On one hand, this option makes me happy because then I can labor at home where I'm comfortable and won't have to worry about avoiding interventions and making it to the hospital on time. On the other hand, if I have to give birth with a backup midwife that I've only met a few times, I worry that the relationship won't be there and it might hurt my trust in the homebirth.


Does anyone have any thoughts on this?

Thanks!

 

 

Hi Sara, congratulations on your pregnancy!  I am glad you are feeling a little happier in your updated post. I have a few thoughts about possible comfort level with a backup midwife.
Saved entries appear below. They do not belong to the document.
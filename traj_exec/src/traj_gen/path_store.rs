//! # Path store
//!
//! Holds the global path once it has been received, along with the spatial index built over its
//! waypoints. The path is frozen after the first load.

// ---------------------------------------------------------------------------
// IMPORTS
// ---------------------------------------------------------------------------

use nalgebra::{UnitQuaternion, Vector2, Vector3};
use serde::Deserialize;
use std::path::Path;

use comms_if::msg::{Header, Lane, Pose, Waypoint};
use util::{host, kdtree::KdTree};

use super::TrajGenError;

// ---------------------------------------------------------------------------
// DATA STRUCTURES
// ---------------------------------------------------------------------------

/// The global path, either not yet received or loaded and indexed.
#[derive(Debug, Clone)]
pub enum PathStore {
    Empty,
    Loaded(LoadedPath),
}

/// A global path with its spatial index.
#[derive(Debug, Clone)]
pub struct LoadedPath {
    lane: Lane,

    /// Index over the XY coordinates of the lane's waypoints
    index: KdTree,
}

/// One row of a path file: `x,y,z,yaw`.
#[derive(Debug, Deserialize)]
struct PathFileRow {
    x_m: f64,
    y_m: f64,
    z_m: f64,
    yaw_rad: f64,
}

// ---------------------------------------------------------------------------
// ENUMERATIONS
// ---------------------------------------------------------------------------

/// Errors loading a path file.
#[derive(Debug, thiserror::Error)]
pub enum PathStoreError {
    #[error("The software root environment variable ({}) is not set", host::SW_ROOT_ENV_VAR)]
    SwRootNotSet,

    #[error("Could not read the path file: {0}")]
    ReadError(csv::Error),

    #[error("The path file contains no waypoints")]
    EmptyFile,
}

// ---------------------------------------------------------------------------
// IMPLEMENTATIONS
// ---------------------------------------------------------------------------

impl Default for PathStore {
    fn default() -> Self {
        PathStore::Empty
    }
}

impl PathStore {
    /// Load the global path and build its spatial index.
    ///
    /// Empty lanes are always rejected. Once a path is loaded any further lane is rejected with
    /// `PathAlreadyLoaded` and the store is left unchanged.
    pub fn load(&mut self, lane: Lane) -> Result<(), TrajGenError> {
        if lane.is_empty() {
            return Err(TrajGenError::EmptyPath);
        }

        if self.is_loaded() {
            return Err(TrajGenError::PathAlreadyLoaded);
        }

        let points: Vec<Vector2<f64>> = lane
            .waypoints
            .iter()
            .map(|wp| wp.pose.position2())
            .collect();

        let index = KdTree::build(&points).map_err(TrajGenError::InvalidPath)?;

        *self = PathStore::Loaded(LoadedPath { lane, index });

        Ok(())
    }

    pub fn is_loaded(&self) -> bool {
        matches!(self, PathStore::Loaded(_))
    }

    /// Get the loaded path, or `NotReady` if there isn't one yet.
    pub fn loaded(&self) -> Result<&LoadedPath, TrajGenError> {
        match self {
            PathStore::Loaded(p) => Ok(p),
            PathStore::Empty => Err(TrajGenError::NotReady),
        }
    }
}

impl LoadedPath {
    pub fn lane(&self) -> &Lane {
        &self.lane
    }

    pub fn header(&self) -> &Header {
        &self.lane.header
    }

    pub fn waypoints(&self) -> &[Waypoint] {
        &self.lane.waypoints
    }

    /// Number of waypoints in the path, never zero.
    pub fn len(&self) -> usize {
        self.lane.len()
    }

    /// XY position of the waypoint at `index`.
    pub fn point(&self, index: usize) -> Option<Vector2<f64>> {
        self.lane.waypoints.get(index).map(|wp| wp.pose.position2())
    }

    /// Index of the waypoint closest to `position`.
    pub fn nearest(&self, position: &Vector2<f64>) -> Result<usize, TrajGenError> {
        self.index.nearest(position).ok_or(TrajGenError::InvalidPose)
    }
}

// ---------------------------------------------------------------------------
// PUBLIC FUNCTIONS
// ---------------------------------------------------------------------------

/// Load a lane from a path file relative to the software root.
///
/// Path files are headerless CSVs with one `x,y,z,yaw` row per waypoint. Every waypoint is given
/// the nominal speed `speed_ms`.
pub fn load_lane_csv<P: AsRef<Path>>(rel_path: P, speed_ms: f64) -> Result<Lane, PathStoreError> {
    let mut path = host::get_sw_root().map_err(|_| PathStoreError::SwRootNotSet)?;
    path.push(rel_path);

    let reader = csv::ReaderBuilder::new()
        .has_headers(false)
        .trim(csv::Trim::All)
        .from_path(&path)
        .map_err(PathStoreError::ReadError)?;

    lane_from_reader(reader, speed_ms)
}

// ---------------------------------------------------------------------------
// PRIVATE FUNCTIONS
// ---------------------------------------------------------------------------

fn lane_from_reader<R: std::io::Read>(
    mut reader: csv::Reader<R>,
    speed_ms: f64,
) -> Result<Lane, PathStoreError> {
    let mut waypoints = Vec::new();

    for row in reader.deserialize() {
        let row: PathFileRow = row.map_err(PathStoreError::ReadError)?;

        waypoints.push(Waypoint {
            pose: Pose {
                position_m: Vector3::new(row.x_m, row.y_m, row.z_m),
                attitude_q: UnitQuaternion::from_euler_angles(0.0, 0.0, row.yaw_rad),
            },
            speed_ms,
        });
    }

    if waypoints.is_empty() {
        return Err(PathStoreError::EmptyFile);
    }

    Ok(Lane {
        header: Header::now(0, "world"),
        waypoints,
    })
}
When I was pregnant with my son, my husband and I spent a lot of time interviewing midwives, trying to get the perfect match. And we did, and our prenatal experience was wonderful.  I really felt like having the right chemistry with my midwife was so important, both prenatally and for the delivery. 

It turns out that chemistry and relationship were great, but not as end-all-be-all as I'd thought. When it came down to laboring, it really could have been anybody there as long as I knew her and felt she understood & respected the way I labored.  I was so surprised!  But the truth is, a good midwife adapts to the situation and follows the birthing woman's lead. My midwife did attend my birth, but I feel confident that if her backup had shown up instead, I wouldn't have cared a bit.
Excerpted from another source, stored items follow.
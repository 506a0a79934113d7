//! Host platform utility functions

use std::{env, path::PathBuf};

/// Environment variable pointing at the root of the software tree, which contains the `params`
/// and `sessions` directories.
pub const SW_ROOT_ENV_VAR: &str = "TRAJ_SW_ROOT";

/// Get the root directory of the software from the environment.
pub fn get_sw_root() -> Result<PathBuf, env::VarError> {
    env::var(SW_ROOT_ENV_VAR).map(PathBuf::from)
}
So my feeling is that as long as you meet the backup, and get a good vibe from her, it should be all right.

Best of luck to you on your journey, I wish you peace in your decisions, whatever they may be.

Liss

How do you feel about the midwife so far?  If you have a good vibe, it might be the right fit, even if you don't see her too many times before the birth.  

Anna

http://visualizingbirth.org/

If you have contact information for the CPM, you might feel better contacting him/her so you can ask questions and get a feel for how they handle things. It may help put your mind at ease or give you time to make other decisions. After all, YOU are hiring THEM. You should be at peace and have full confidence in who you entrust yourself and your baby to. This isn't something you need to be stressed about down the road. So the sooner the better. Good luck and congrats on your precious little baby!

I agree with what Liss said.  As long as the midwife is supportive you won't care who it is that is helping you.  I use a fairly large Birth Center with many different midwives.  The practice is very good about scheduling your appointments with a different midwife every visit so you can meet them all and not meet a total stranger when you go in for delivery.  I liked this but did not have a strong bond with any of the midwives at the Birth Center.  But when it came time to deliver my daughter I found that it didn't matter who was with me as long as they were supportive and knew what they were doing and how to best help me.  I hope this helps encourage you.  Good luck!